This bud’s for you 

In some ways winter is the best season to look at trees. Without the dense foliage that obscures them in summer, their sculptural forms show boldly against the sky.  A sugar maple growing in a field can be identified from a distance by its distinctive egg-shaped crown.  The elegant vase-like shape of an elm is likewise unmistakable, and a tall straight trunk with pyramidal crown and drooping lower branches identifies a pin oak loud and clear to anyone paying attention.

You can begin to discern signature branching patterns consistent within each species when you observe winter trees more closely.  Look for the y-shaped forks of maple branches and twigs, and the crosses formed by side twigs of white ash sticking out at right angles. Ash and maple, along with dogwood, are our only opposite-branched (and leaved) native trees.  Black gum, or tupelo, growing in swampy areas, spreads its branches in a unique horizontally-tiered pattern. If its mosaic of gray and white bark patches were not already a dead giveaway, we would be able to tell a sycamore by its skyward-pointing clusters of twigs. Shagbark hickory, whose name describes its bark, also has a distinctive architectural form, composed of jagged and angular limbs. And no tree in our region suggests dugout canoe quite so strongly as than the tulip, with its tall, perfectly straight trunks, often clear of limbs for 40 feet or more.

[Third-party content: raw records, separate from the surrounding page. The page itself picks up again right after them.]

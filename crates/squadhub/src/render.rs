//! Markup for cards and lists.
//!
//! Every data-sourced string goes through [`Text`], which writes it with
//! [`escape_text`]. Rendering is a pure function of its inputs; a re-render
//! replaces the previous fragment wholesale.

use maud::{html, Markup, PreEscaped, Render};

use crate::format::escape_text;
use crate::model::{Project, ReleaseNote, Resource};
use crate::view::{LinkTarget, NoteEntry, ProjectCard, ResourceCard, StatusIcon, ViewContext};

/// Placeholder row for an empty project grid.
pub const NO_PROJECTS: &str = "No projects found.";

/// Data-sourced text, escaped on output.
#[derive(Debug, Clone, Copy)]
pub struct Text<'a>(pub &'a str);

impl Render for Text<'_> {
    fn render_to(&self, buffer: &mut String) {
        buffer.push_str(&escape_text(self.0));
    }
}

const ICON_EXTERNAL: &str = r##"<svg width="16" height="16" viewBox="0 0 24 24" stroke-width="1.6" fill="none" xmlns="http://www.w3.org/2000/svg" aria-hidden="true"><path d="M21 3L15 3M21 3L12 12M21 3V9" stroke="currentColor" stroke-width="1.6" stroke-linecap="round" stroke-linejoin="round"></path><path d="M21 13V19C21 20.1046 20.1046 21 19 21H5C3.89543 21 3 20.1046 3 19V5C3 3.89543 3.89543 3 5 3H11" stroke="currentColor" stroke-width="1.6" stroke-linecap="round"></path></svg>"##;

const ICON_COPY: &str = r##"<svg width="16" height="16" stroke-width="1.6" viewBox="0 0 24 24" fill="none" xmlns="http://www.w3.org/2000/svg" aria-hidden="true"><path d="M19.4 20H9.6C9.26863 20 9 19.7314 9 19.4V9.6C9 9.26863 9.26863 9 9.6 9H19.4C19.7314 9 20 9.26863 20 9.6V19.4C20 19.7314 19.7314 20 19.4 20Z" stroke="currentColor" stroke-width="1.6" stroke-linecap="round" stroke-linejoin="round"></path><path d="M15 9V4.6C15 4.26863 14.7314 4 14.4 4H4.6C4.26863 4 4 4.26863 4 4.6V14.4C4 14.7314 4.26863 15 4.6 15H9" stroke="currentColor" stroke-width="1.6" stroke-linecap="round" stroke-linejoin="round"></path></svg>"##;

const ICON_CHECK: &str = r##"<svg width="14" height="14" viewBox="0 0 24 24" fill="none" aria-hidden="true"><path d="M20 7L9 18l-5-5" stroke="currentColor" stroke-width="2" stroke-linecap="round" stroke-linejoin="round"/></svg>"##;

const ICON_CLOCK: &str = r##"<svg width="14" height="14" viewBox="0 0 24 24" fill="none" aria-hidden="true"><path d="M12 6L12 12L18 12" stroke="currentColor" stroke-width="1.6" stroke-linecap="round" stroke-linejoin="round"></path><path d="M12 22C17.5228 22 22 17.5228 22 12C22 6.47715 17.5228 2 12 2C6.47715 2 2 6.47715 2 12C2 17.5228 6.47715 22 12 22Z" stroke="currentColor" stroke-width="1.6" stroke-linecap="round" stroke-linejoin="round"></path></svg>"##;

const ICON_ALERT: &str = r##"<svg width="14" height="14" viewBox="0 0 24 24" fill="none" aria-hidden="true"><path d="M12 8v4m0 4h.01" stroke="currentColor" stroke-width="2" stroke-linecap="round" stroke-linejoin="round"/><circle cx="12" cy="12" r="9" stroke="currentColor" stroke-width="2"/></svg>"##;

const ICON_DUE: &str = r##"<svg width="16" height="16" viewBox="0 0 24 24" fill="none" aria-hidden="true"><path d="M8 7h8M8 12h8M8 17h5" stroke="currentColor" stroke-width="2" stroke-linecap="round"/></svg>"##;

impl Render for StatusIcon {
    fn render_to(&self, buffer: &mut String) {
        buffer.push_str(match self {
            Self::Check => ICON_CHECK,
            Self::Clock => ICON_CLOCK,
            Self::Alert => ICON_ALERT,
        });
    }
}

/// Markup for a single resource card.
#[must_use]
pub fn resource_card(card: &ResourceCard) -> Markup {
    html! {
        article.card data-tags=(Text(&card.tags)) {
            span.tag style={ "background:" (card.tag_background) "; color:" (card.tag_foreground) ";" } {
                (Text(&card.tag))
            }
            h3 { (Text(&card.title)) }
            p { (Text(&card.desc)) }
            div.actions {
                @match card.target {
                    LinkTarget::NewTab => {
                        a.ext href=(Text(&card.url)) target="_blank" rel="noopener" {
                            "Open link " (PreEscaped(ICON_EXTERNAL))
                        }
                    }
                    LinkTarget::InPlace => {
                        a.ext href=(Text(&card.url)) { "Open link" }
                    }
                }
                button.copy type="button" data-url=(Text(&card.url)) aria-label={ "Copy link to " (Text(&card.title)) } {
                    (PreEscaped(ICON_COPY)) " Copy"
                }
            }
        }
    }
}

/// Markup for a single project card.
#[must_use]
pub fn project_card(card: &ProjectCard) -> Markup {
    let classes = if card.status_class.is_empty() {
        "status".to_string()
    } else {
        format!("status {}", card.status_class)
    };
    html! {
        article.project {
            div {
                h3 { (Text(&card.title)) }
                p { (Text(&card.description)) }
            }
            div.proj-actions {
                span class=(classes) title={ "Status: " (Text(&card.status_label)) } {
                    (card.icon) " " (Text(&card.status_label))
                }
            }
            div.meta {
                (PreEscaped(ICON_DUE)) " Due: " (Text(&card.due))
            }
            div.progress role="progressbar" aria-valuemin="0" aria-valuemax="100" aria-valuenow=(card.progress) aria-label="Progress" {
                div.bar style={ "width:" (card.progress) "%;" } {}
            }
        }
    }
}

/// Markup for a single release note.
#[must_use]
pub fn note_entry(entry: &NoteEntry) -> Markup {
    html! {
        article.note {
            h3 { "v" (Text(&entry.version)) " " span.badge { (Text(&entry.label)) } }
            time datetime=(Text(&entry.datetime)) { (Text(&entry.date)) }
            p.note-title { (Text(&entry.title)) }
            ul {
                @for bullet in &entry.bullets {
                    li { (Text(bullet)) }
                }
            }
        }
    }
}

/// Rendered resource list plus the empty-state decision.
#[derive(Debug, Clone)]
pub struct ResourceGrid {
    /// Cards, concatenated in list order.
    pub markup: Markup,
    /// Number of cards rendered.
    pub count: usize,
}

impl ResourceGrid {
    /// Whether the separate empty-state element should be shown.
    #[must_use]
    pub fn show_empty_state(&self) -> bool {
        self.count == 0
    }
}

/// Render filtered resources. An empty result yields empty markup and
/// asks the caller to show the empty-state element.
#[must_use]
pub fn render_resource_grid(resources: &[&Resource], ctx: &ViewContext) -> ResourceGrid {
    let markup = html! {
        @for resource in resources {
            (resource_card(&ResourceCard::from_resource(resource, ctx)))
        }
    };
    ResourceGrid {
        markup,
        count: resources.len(),
    }
}

/// Render filtered projects, inlining a placeholder row when empty.
#[must_use]
pub fn render_project_grid(projects: &[&Project], ctx: &ViewContext) -> Markup {
    html! {
        @if projects.is_empty() {
            div.empty style="grid-column:1/-1;" { (NO_PROJECTS) }
        } @else {
            @for project in projects {
                (project_card(&ProjectCard::from_project(project, ctx)))
            }
        }
    }
}

/// Render every release note, in order.
#[must_use]
pub fn render_notes(notes: &[ReleaseNote], ctx: &ViewContext) -> Markup {
    html! {
        @for note in notes {
            (note_entry(&NoteEntry::from_note(note, ctx)))
        }
    }
}
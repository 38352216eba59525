//! Full page document.
//!
//! Assembles the initial render of every list into one HTML document. The
//! calendar year for the footer is passed in so output stays reproducible.

use std::path::Path;

use maud::{html, Markup, DOCTYPE};
use tracing::{debug, info};

use crate::config::{Config, UiConfig};
use crate::controller::{
    ChipGroup, FocusLatch, ProjectListController, ResourceListController, ScrollToTop,
};
use crate::data::Dataset;
use crate::error::{Error, Result};
use crate::render::{render_notes, Text};
use crate::view::ViewContext;

/// Inputs for a page render.
#[derive(Debug, Clone)]
pub struct PageContext {
    /// Document title and heading.
    pub title: String,
    /// Stylesheet href.
    pub stylesheet: String,
    /// Script that wires the controls; empty to omit.
    pub script: String,
    /// Year shown in the footer.
    pub year: i32,
    /// View-model settings.
    pub view: ViewContext,
    /// Copy feedback timings, handed to the wiring script.
    pub ui: UiConfig,
    /// Scroll-to-top control as it should appear on load.
    pub scroll: ScrollToTop,
    /// Focus-outline latch as it should appear on load.
    pub focus: FocusLatch,
}

impl PageContext {
    /// Context for a freshly loaded page under `config`.
    ///
    /// # Errors
    ///
    /// Returns an error if the palette overrides are invalid.
    pub fn from_config(config: &Config, year: i32) -> Result<Self> {
        Ok(Self {
            title: config.site.title.clone(),
            stylesheet: config.site.stylesheet.clone(),
            script: config.site.script.clone(),
            year,
            view: config.view_context()?,
            ui: config.ui.clone(),
            scroll: ScrollToTop::new(config.ui.scroll_top_threshold),
            focus: FocusLatch::default(),
        })
    }
}

/// A rendered page and its content digest.
#[derive(Debug, Clone, PartialEq, Eq)]
pub struct RenderedPage {
    html: String,
}

impl RenderedPage {
    /// The document text.
    #[must_use]
    pub fn as_str(&self) -> &str {
        &self.html
    }

    /// Consume into the document text.
    #[must_use]
    pub fn into_string(self) -> String {
        self.html
    }

    /// BLAKE3 digest of the document, hex encoded.
    #[must_use]
    pub fn digest(&self) -> String {
        digest_bytes(self.html.as_bytes())
    }

    /// Write the document to `path`, creating parent directories.
    ///
    /// # Errors
    ///
    /// Returns [`Error::OutputWrite`] if the directory or file cannot be written.
    pub fn write_to(&self, path: &Path) -> Result<()> {
        let write_err = |source| Error::OutputWrite {
            path: path.to_path_buf(),
            source,
        };
        if let Some(parent) = path.parent().filter(|p| !p.as_os_str().is_empty()) {
            std::fs::create_dir_all(parent).map_err(write_err)?;
        }
        std::fs::write(path, &self.html).map_err(write_err)?;
        info!(path = %path.display(), bytes = self.html.len(), digest = %self.digest(), "Wrote page");
        Ok(())
    }

    /// Compare against the page already at `path`.
    ///
    /// # Errors
    ///
    /// Returns [`Error::Io`] if the file cannot be read and
    /// [`Error::StaleOutput`] if its digest differs from this render.
    pub fn check_against(&self, path: &Path) -> Result<()> {
        let on_disk = std::fs::read(path)?;
        let expected = self.digest();
        let found = digest_bytes(&on_disk);
        debug!(path = %path.display(), %expected, %found, "Checking page");
        if expected == found {
            Ok(())
        } else {
            Err(Error::StaleOutput {
                path: path.to_path_buf(),
                expected,
                found,
            })
        }
    }
}

/// BLAKE3 digest of arbitrary bytes, hex encoded.
#[must_use]
pub fn digest_bytes(bytes: &[u8]) -> String {
    blake3::hash(bytes).to_hex().to_string()
}

/// Which data attribute a chip group carries.
#[derive(Debug, Clone, Copy, PartialEq, Eq)]
enum ChipAttr {
    /// `data-filter`, resource categories.
    Category,
    /// `data-pfilter`, project statuses.
    Status,
}

fn chips(group: &ChipGroup, attr: ChipAttr) -> Markup {
    html! {
        div.chips role="tablist" {
            @for value in group.values() {
                @let active = group.is_active(value);
                @let selected = if active { "true" } else { "false" };
                @match attr {
                    ChipAttr::Category => {
                        button.chip.active[active] type="button" role="tab" aria-selected=(selected) data-filter=(Text(value)) {
                            (Text(&chip_label(value)))
                        }
                    }
                    ChipAttr::Status => {
                        button.chip.active[active] type="button" role="tab" aria-selected=(selected) data-pfilter=(Text(value)) {
                            (Text(&chip_label(value)))
                        }
                    }
                }
            }
        }
    }
}

/// Human label for a chip value.
fn chip_label(value: &str) -> String {
    match value {
        "all" => "All".to_string(),
        "in-progress" => "In Progress".to_string(),
        other => {
            let mut chars = other.chars();
            chars
                .next()
                .map_or_else(String::new, |c| c.to_uppercase().chain(chars).collect())
        }
    }
}

/// Render the whole page from `data` with every list unfiltered.
#[must_use]
pub fn render_page(data: &Dataset, ctx: &PageContext) -> RenderedPage {
    let resources = ResourceListController::new(&data.resources, ctx.view.clone());
    let projects = ProjectListController::new(&data.projects, ctx.view.clone());
    let resource_pass = resources.render();
    let project_pass = projects.render();

    let markup = html! {
        (DOCTYPE)
        html lang="en" {
            head {
                meta charset="utf-8";
                meta name="viewport" content="width=device-width, initial-scale=1.0";
                title { (Text(&ctx.title)) }
                link rel="stylesheet" href=(Text(&ctx.stylesheet));
            }
            body .show-focus[ctx.focus.is_enabled()] {
                header .site-header {
                    h1 { (Text(&ctx.title)) }
                }
                main {
                    section #resources {
                        h2 { "Resources" }
                        input #search type="search" placeholder="Search resources" aria-label="Search resources";
                        (chips(resources.chips(), ChipAttr::Category))
                        div #resourceGrid .grid
                            data-copy-ms=(ctx.ui.copy_feedback_ms)
                            data-copy-failed-ms=(ctx.ui.copy_failure_feedback_ms) {
                            (resource_pass.grid.markup)
                        }
                        div #emptyState .empty hidden[!resource_pass.grid.show_empty_state()] {
                            "No resources match your search."
                        }
                    }
                    section #projects {
                        h2 { "Projects" }
                        input #projectSearch type="search" placeholder="Search projects" aria-label="Search projects";
                        (chips(projects.chips(), ChipAttr::Status))
                        div #projectGrid .grid { (project_pass.markup) }
                    }
                    section #notes-section {
                        h2 { "Release Notes" }
                        div #notes { (render_notes(&data.notes, &ctx.view)) }
                    }
                }
                footer {
                    "© " span #year { (ctx.year) } " " (Text(&ctx.title))
                }
                button #toTop .to-top .show[ctx.scroll.is_visible()] type="button"
                    data-threshold=(ctx.scroll.threshold()) aria-label="Back to top" { "↑" }
                @if !ctx.script.is_empty() {
                    script src=(Text(&ctx.script)) defer {}
                }
            }
        }
    };

    RenderedPage {
        html: markup.into_string(),
    }
}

Move in closer still to take a look at the buds of some common trees, and you will discover an unexpected variety of color, shape and texture. At close range, our two dominant native maples, the red and the sugar maple, can be easily told apart. Red maple is well named: at each time of year some part of it is red. Its leaves blaze scarlet in the fall, red (female) or orange (male) flowers appear early in spring. Its winter buds are red, as are its twigs all year long. Red maple flower buds are round, and bunched alongside the paired leaf buds. Sugar maple buds, on the other hand, are brown and pointed, and at the end of each twig is the triad of a terminal bud flanked by a smaller leaf bud on either side.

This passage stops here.